▶ **Task input**:
//! CLI argument definitions.

use crate::cli::validators::{parse_confidence, parse_duration, parse_workers};
use crate::registry::{DetectionId, IdentityId};
use clap::{Args, Parser, Subcommand, ValueEnum};
use std::path::PathBuf;
use std::time::Duration;

/// Re-identify individual animals across camera-trap detections.
#[derive(Debug, Parser)]
#[command(name = "wildreid")]
#[command(author, version, about, long_about = None)]
pub struct Cli {
    /// Subcommand to run.
    #[command(subcommand)]
    pub command: Command,

    /// Options shared by every subcommand.
    #[command(flatten)]
    pub global: GlobalArgs,
}

/// How results are written to stdout.
#[derive(Debug, Clone, Copy, PartialEq, Eq, Default, ValueEnum)]
pub enum OutputMode {
    /// Tables and summaries for people.
    #[default]
    Human,
    /// One JSON envelope per line.
    Json,
}

/// Options shared by every subcommand.
#[derive(Debug, Args)]
pub struct GlobalArgs {
    /// Configuration file (default: platform config directory).
    #[arg(long, global = true, env = "WILDREID_CONFIG")]
    pub config: Option<PathBuf>,

    /// Registry directory (overrides config).
    #[arg(long, global = true, env = "WILDREID_REGISTRY")]
    pub registry: Option<PathBuf>,

    /// Output mode.
    #[arg(long, global = true, value_enum, default_value_t = OutputMode::Human)]
    pub output_mode: OutputMode,

    /// Only log warnings and errors; no progress bar.
    #[arg(short, long, global = true)]
    pub quiet: bool,

    /// Increase verbosity (-v: debug, -vv: trace+ORT info, -vvv: trace+ORT debug).
    #[arg(short, long, global = true, action = clap::ArgAction::Count)]
    pub verbose: u8,
}

/// Available subcommands.
#[derive(Debug, Subcommand)]
pub enum Command {
    /// Ingest upstream detection files and match them.
    Ingest {
        /// Detection files (.jsonl) or directories containing them.
        #[arg(required = true)]
        paths: Vec<PathBuf>,

        /// Processing options.
        #[command(flatten)]
        run: RunArgs,
    },
    /// Re-run matching for detections already in the registry.
    Rematch {
        /// Which detections to re-match.
        #[command(flatten)]
        target: RematchTarget,

        /// Processing options.
        #[command(flatten)]
        run: RunArgs,
    },
    /// Query and correct identities.
    Identity {
        /// Identity action to perform.
        #[command(subcommand)]
        action: IdentityAction,
    },
    /// Query and correct detections.
    Detection {
        /// Detection action to perform.
        #[command(subcommand)]
        action: DetectionAction,
    },
    /// List detections that need a human decision.
    Review {
        /// Write the queue as CSV to stdout.
        #[arg(long)]
        csv: bool,
    },
    /// Query the seasonal archive.
    Season {
        /// Season action to perform.
        #[command(subcommand)]
        action: SeasonAction,
    },
    /// List data-integrity incidents.
    Incidents {
        /// Include resolved incidents.
        #[arg(long)]
        all: bool,
    },
    /// Export registry contents as CSV.
    Export {
        /// What to export.
        #[command(subcommand)]
        action: ExportAction,
    },
    /// Manage configuration.
    Config {
        /// Configuration action to perform.
        #[command(subcommand)]
        action: ConfigAction,
    },
    /// Registry maintenance.
    Registry {
        /// Registry action to perform.
        #[command(subcommand)]
        action: RegistryAction,
    },
}

/// Options for commands that run the matching pipeline.
#[derive(Debug, Args)]
pub struct RunArgs {
    /// Concurrent workers (overrides config).
    #[arg(short = 'j', long, value_parser = parse_workers, env = "WILDREID_WORKERS")]
    pub workers: Option<usize>,

    /// Match threshold (0.0-1.0, overrides config).
    #[arg(short, long, value_parser = parse_confidence, env = "WILDREID_THRESHOLD")]
    pub threshold: Option<f32>,

    /// Disable the progress bar.
    #[arg(long)]
    pub no_progress: bool,
}

/// Detections selected for re-matching.
#[derive(Debug, Args)]
#[group(required = true, multiple = false)]
pub struct RematchTarget {
    /// Every non-duplicate detection.
    #[arg(long)]
    pub all: bool,

    /// Unresolved detections and detections left pending by failures.
    #[arg(long)]
    pub unresolved: bool,

    /// Specific detections (comma-separated).
    #[arg(long, value_delimiter = ',')]
    pub ids: Vec<DetectionId>,
}

/// Identity subcommand actions.
#[derive(Debug, Subcommand)]
pub enum IdentityAction {
    /// List identities.
    List {
        /// Only identities of this species.
        #[arg(long)]
        species: Option<String>,
    },
    /// Show the profile of one identity.
    Show {
        /// Identity id (`ind-00001` or `1`).
        id: IdentityId,
    },
    /// Name an identity; omit the name to clear it.
    Rename {
        /// Identity id.
        id: IdentityId,
        /// New name.
        name: Option<String>,
    },
    /// Merge one identity into another.
    Merge {
        /// Identity that disappears.
        source: IdentityId,
        /// Identity that survives.
        #[arg(long = "into")]
        target: IdentityId,
    },
    /// Return a repaired, quarantined identity to matching.
    Release {
        /// Identity id.
        id: IdentityId,
    },
}

/// Detection subcommand actions.
#[derive(Debug, Subcommand)]
pub enum DetectionAction {
    /// Show one detection with its assignment and candidate scores.
    Show {
        /// Detection id.
        id: DetectionId,
    },
    /// Mark an assignment incorrect and return the detection to pending.
    Reject {
        /// Detection id.
        id: DetectionId,
        /// Never assign this detection to the same identity again.
        #[arg(long)]
        negative: bool,
    },
    /// Assign a detection to an identity by hand.
    Assign {
        /// Detection id.
        id: DetectionId,
        /// Identity id.
        identity: IdentityId,
    },
}

/// Season subcommand actions.
#[derive(Debug, Subcommand)]
pub enum SeasonAction {
    /// Seasonal record of an identity for one season tag.
    Show {
        /// Identity id.
        id: IdentityId,
        /// Season tag, e.g. `2024-late`.
        tag: String,
    },
    /// Every seasonal record of an identity.
    List {
        /// Identity id.
        id: IdentityId,
    },
}

/// Export subcommand actions.
#[derive(Debug, Subcommand)]
pub enum ExportAction {
    /// One row per identity.
    Identities {
        /// Output file (default: stdout).
        #[arg(short, long)]
        output: Option<PathBuf>,
        /// Only identities of this species.
        #[arg(long)]
        species: Option<String>,
    },
    /// One row per detection with its assignment.
    Detections {
        /// Output file (default: stdout).
        #[arg(short, long)]
        output: Option<PathBuf>,
    },
}

/// Config subcommand actions.
#[derive(Debug, Clone, Copy, Subcommand)]
pub enum ConfigAction {
    /// Create default configuration file.
    Init,
    /// Display current configuration.
    Show,
    /// Print configuration file path.
    Path,
}

/// Registry subcommand actions.
#[derive(Debug, Clone, Copy, Subcommand)]
pub enum RegistryAction {
    /// Show registry location and record counts.
    Info,
    /// Write a fresh snapshot and truncate the journal.
    Compact,
    /// Remove a lock left behind by a crashed process.
    Unlock {
        /// Remove the lock whatever its age.
        #[arg(long)]
        force: bool,
        /// Only remove locks older than this (e.g. 30m, 1h).
        #[arg(long, value_parser = parse_duration, default_value = "1h")]
        older_than: Duration,
    },
}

▶ **Instructions for the task**: Which lines in the data above hold the string "assignment"? Return each of them.

▶ **Task solution**:
    /// Show one detection with its assignment and candidate scores.
    /// Mark an assignment incorrect and return the detection to pending.
    /// One row per detection with its assignment.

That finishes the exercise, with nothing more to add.